診察を通じてがんが見つかることもありますか。

目黒則男院長 目黒クリニック4

泌尿器のがんでいえば、腎臓がんの8割は検診で見つかるといわれるので、当院で発見することはほとんどありません。一般的にクリニックの診察で見つかるのは、基本的に何らかの症状を伴うケースで、尿が出しにくい、頻尿などの症状が現れる前立腺がんと、血尿が出て気づくことが多い膀胱がんですね。がんを発見した場合は、早急に必要な治療を受けられるように提携病院などをご紹介します。

地域に根差し、寄り添うクリニックをめざす

在宅医療は苦労が多いというイメージがあります。

目黒則男院長 目黒クリニック5

在宅医療を始めた当初は、患者さんを「患者さん」として考えていたので、何かが起こると病院と同様のことをしなくてはいけないと思っており、とても大変でした。しかし、やり始めて2年目ぐらいに、末期の前立腺がんの患者さんと出会いました。その方は、眠るようにして膝の上で逝った愛犬のように、静かに、自然に最期を迎えたいと考えておられ、実際、願っておられたように亡くなりました。この患者さんと出会ったおかげで、人には自然に天寿を全うする力があり、何もせずに静かに最期を迎えることを望んでおられる方もおられると知りました。何もできない自分について悩んでいた気持ちが少し楽になり、こうした患者さんに対しては「人」として見ることを大切にしています。

24時間対応の多忙な毎日の中で、息抜きは何ですか。

妻とよく飲みに行きます。食事もお酒も特に制限はしていないのですが、最近はお酒が弱くなりましたね。急な呼び出しがありそうな時は、飲まないようにしていますが、24時間体制というほどではありませんよ。在宅医療は病院とは違って、その患者さんらしく日々を過ごしていただくことが大事です。当然、熱を出したり、転んだりすることもあれば、調子が良い日も悪い日もあります。しかし、患者さんにネガティブなことは言わないという点でご家族とも合意しているので、ちょっと熱が出たという場合には呼び出されません。

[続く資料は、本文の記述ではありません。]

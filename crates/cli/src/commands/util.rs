use std::path::Path;

use anyhow::{anyhow, Context, Result};
use serde::de::DeserializeOwned;

use align_core::db::{JoinRunRecord, RunDb, RunStatus};

/// Load a profile from a YAML file, or fall back to the canonical
/// default when no path is given. Omitted YAML fields keep defaults.
pub fn load_profile<T: DeserializeOwned + Default>(path: Option<&Path>) -> Result<T> {
    match path {
        None => Ok(T::default()),
        Some(p) => {
            let body = std::fs::read_to_string(p)
                .with_context(|| format!("Failed to read profile at {}", p.display()))?;
            serde_yaml::from_str(&body)
                .with_context(|| format!("Failed to parse profile YAML at {}", p.display()))
        }
    }
}

/// Parse an image base given as hex (`0x100000`) or decimal.
pub fn parse_image_base(raw: &str) -> Result<u64> {
    let parsed = if let Some(digits) = raw.strip_prefix("0x").or_else(|| raw.strip_prefix("0X")) {
        u64::from_str_radix(digits, 16)
    } else {
        raw.parse()
    };
    parsed.map_err(|_| anyhow!("Invalid image base: {raw}"))
}

/// Record a finished engine run in the ledger, if one was requested.
pub fn record_run(
    runs_db: Option<&Path>,
    binary: &str,
    engine: &str,
    profile_id: &str,
    binary_hash: Option<String>,
    status: RunStatus,
) -> Result<()> {
    let Some(db_path) = runs_db else { return Ok(()) };
    let db = RunDb::open(db_path)
        .with_context(|| format!("Failed to open runs ledger at {}", db_path.display()))?;
    let mut record = JoinRunRecord::begin(binary, engine, profile_id).finish(status);
    record.binary_hash = binary_hash;
    db.insert_run(&record).context("Failed to insert run record")?;
    Ok(())
}

/// RFC 3339 timestamp for the report's sole non-deterministic field.
pub fn now_rfc3339() -> String {
    chrono::Utc::now().to_rfc3339()
}
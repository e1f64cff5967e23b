use std::path::Path;

use anyhow::{Context, Result};

use align_core::addrjoin::{run_address_join, AddressJoinInputs};
use align_core::db::RunStatus;
use align_core::io::loader::{
    load_json, load_jsonl, CfgRecord, DebugFunctionsDoc, DecompFunctionRecord, VariableRecord,
};
use align_core::io::schema::{AlignmentPairsDoc, BuildContext};
use align_core::io::writer::write_join_outputs;
use align_core::policy::profile::AddressJoinProfile;

use crate::commands::util::{load_profile, now_rfc3339, record_run};
use crate::sha256_file;

/// Everything the `join` subcommand needs from the command line.
pub struct JoinArgs<'a> {
    pub dwarf: &'a Path,
    pub alignment: &'a Path,
    pub ghidra_functions: &'a Path,
    pub ghidra_cfg: Option<&'a Path>,
    pub ghidra_variables: Option<&'a Path>,
    pub context: Option<&'a Path>,
    pub image_base: u64,
    pub out: &'a Path,
    pub profile_path: Option<&'a Path>,
    pub runs_db: Option<&'a Path>,
}

/// Run the address-join engine for one binary variant.
pub fn join_command(args: JoinArgs<'_>) -> Result<()> {
    let profile: AddressJoinProfile = load_profile(args.profile_path)?;

    let debug_doc: DebugFunctionsDoc = load_json(args.dwarf)
        .with_context(|| format!("Failed to load {}", args.dwarf.display()))?;
    let alignment: AlignmentPairsDoc = load_json(args.alignment)
        .with_context(|| format!("Failed to load {}", args.alignment.display()))?;
    let decomp_functions: Vec<DecompFunctionRecord> = load_jsonl(args.ghidra_functions)
        .with_context(|| format!("Failed to load {}", args.ghidra_functions.display()))?;
    let decomp_cfg: Vec<CfgRecord> = match args.ghidra_cfg {
        Some(path) => {
            load_jsonl(path).with_context(|| format!("Failed to load {}", path.display()))?
        }
        None => Vec::new(),
    };
    let decomp_variables: Vec<VariableRecord> = match args.ghidra_variables {
        Some(path) => {
            load_jsonl(path).with_context(|| format!("Failed to load {}", path.display()))?
        }
        None => Vec::new(),
    };
    let ctx: BuildContext = match args.context {
        Some(path) => {
            load_json(path).with_context(|| format!("Failed to load {}", path.display()))?
        }
        None => BuildContext {
            binary_sha256: debug_doc.binary_sha256.clone(),
            ..Default::default()
        },
    };

    let (mut rows, mut report) = run_address_join(
        AddressJoinInputs {
            debug_doc: &debug_doc,
            alignment: &alignment,
            decomp_functions: &decomp_functions,
            decomp_cfg: &decomp_cfg,
            decomp_variables: &decomp_variables,
            image_base: args.image_base,
        },
        &ctx,
        &profile,
    )?;
    report.timestamp = now_rfc3339();

    write_join_outputs(&mut rows, &report, args.out)
        .with_context(|| format!("Failed to write join outputs to {}", args.out.display()))?;

    let binary = if ctx.binary_sha256.is_empty() {
        "unknown".to_string()
    } else {
        ctx.binary_sha256.clone()
    };
    record_run(
        args.runs_db,
        &binary,
        "addr-join",
        &profile.profile_id,
        sha256_file(args.dwarf).ok(),
        RunStatus::Succeeded,
    )?;

    println!("Address join complete:");
    println!("  Binary: {binary}");
    println!("  Profile: {}", profile.profile_id);
    println!(
        "  Yield: {} strong / {} weak / {} multi / {} no-match / {} no-range",
        report.yield_counts.n_joined_strong,
        report.yield_counts.n_joined_weak,
        report.yield_counts.n_multi_match,
        report.yield_counts.n_no_match,
        report.yield_counts.n_no_range
    );
    println!(
        "  High confidence: {} of {} gold-eligible",
        report.high_confidence.high_confidence_count, report.high_confidence.total
    );
    if !report.invariant_violations.is_empty() {
        println!("  Invariant violations: {}", report.invariant_violations.len());
    }
    println!("  Output: {}", args.out.display());

    Ok(())
}
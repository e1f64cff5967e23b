//! Frozen configuration profiles for both join engines.
//!
//! A profile captures every tunable parameter that affects a join
//! outcome. Each engine run is a pure function of (evidence, profile),
//! so persisting the profile id alongside the outputs makes the run
//! reproducible. Profiles deserialize from YAML/JSON; omitted fields
//! fall back to the canonical v1 values.

use serde::{Deserialize, Serialize};

use crate::policy::noise;

/// Configuration for the source-alignment joiner.
#[derive(Debug, Clone, PartialEq, Serialize, Deserialize)]
#[serde(default)]
pub struct AlignProfile {
    /// Minimum overlap_ratio for a MATCH verdict.
    pub overlap_threshold: f64,
    /// Absolute overlap_ratio delta that makes a competitor a near-tie.
    pub epsilon: f64,
    /// Minimum overlap_count for a candidate to be considered at all.
    pub min_overlap_lines: u64,
    /// Path prefixes excluded from the origin map (system headers).
    pub excluded_path_prefixes: Vec<String>,
    /// Deterministic identity of this configuration.
    pub profile_id: String,
}

impl AlignProfile {
    /// The canonical v1 profile with all defaults.
    pub fn v1() -> Self {
        Self {
            overlap_threshold: 0.7,
            epsilon: 0.02,
            min_overlap_lines: 1,
            excluded_path_prefixes: vec![
                "/usr/include".to_string(),
                "/usr/lib/gcc".to_string(),
                "<built-in>".to_string(),
                "<command-line>".to_string(),
            ],
            profile_id: "align-v1".to_string(),
        }
    }
}

impl Default for AlignProfile {
    fn default() -> Self {
        Self::v1()
    }
}

/// Configuration for the address-join engine and its diagnostics.
#[derive(Debug, Clone, PartialEq, Serialize, Deserialize)]
#[serde(default)]
pub struct AddressJoinProfile {
    /// Minimum pc_overlap_ratio for JOINED_STRONG.
    pub strong_overlap_threshold: f64,
    /// Minimum pc_overlap_ratio for JOINED_WEAK.
    pub weak_overlap_threshold: f64,
    /// Near-tie margin as a fraction of the best candidate's overlap bytes.
    pub near_tie_epsilon: f64,
    /// Auxiliary symbol names (init/fini + compiler-inserted).
    pub aux_function_names: Vec<String>,
    /// Decompiler warning codes that disqualify a row from high confidence.
    pub fatal_warnings: Vec<String>,
    /// Deterministic identity of this configuration.
    pub profile_id: String,
}

impl AddressJoinProfile {
    /// The canonical v1 profile with all defaults.
    pub fn v1() -> Self {
        Self {
            strong_overlap_threshold: 0.9,
            weak_overlap_threshold: 0.3,
            near_tie_epsilon: 0.05,
            aux_function_names: noise::all_aux_names(),
            fatal_warnings: vec![
                "DECOMPILE_TIMEOUT".to_string(),
                "UNRESOLVED_INDIRECT_JUMP".to_string(),
            ],
            profile_id: "addr-join-v1".to_string(),
        }
    }
}

impl Default for AddressJoinProfile {
    fn default() -> Self {
        Self::v1()
    }
}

ご家族は自分がちゃんと患者さんをお世話できているかどうかという不安を持っておられますが、患者さんに寄り添うこと、僕が恩師に言われたように手を握ることが大切だと伝えると、気持ちが楽になられるようです。

読者にメッセージをお願いします。

目黒則男院長 目黒クリニック6

地域に根差し、地域の方々に寄り添うクリニックをめざしていますので、心配なこと、気になることがある時は遠慮せずに受診してください。尿の出が悪いと受診されたものの、よくよく話を伺うと、心配事でよく眠れなかったことが原因というケースもあります。このように問題がなければ安心できますし、疾患が見つかっても早めの対応が大切なので、お気軽にご相談ください。在宅医療についても、本当に帰れないという方はほとんどおられませんので、患者さんご本人が家に帰りたい、ご家族が帰してあげたいと考えておられるなら、一度ご相談にお越しください。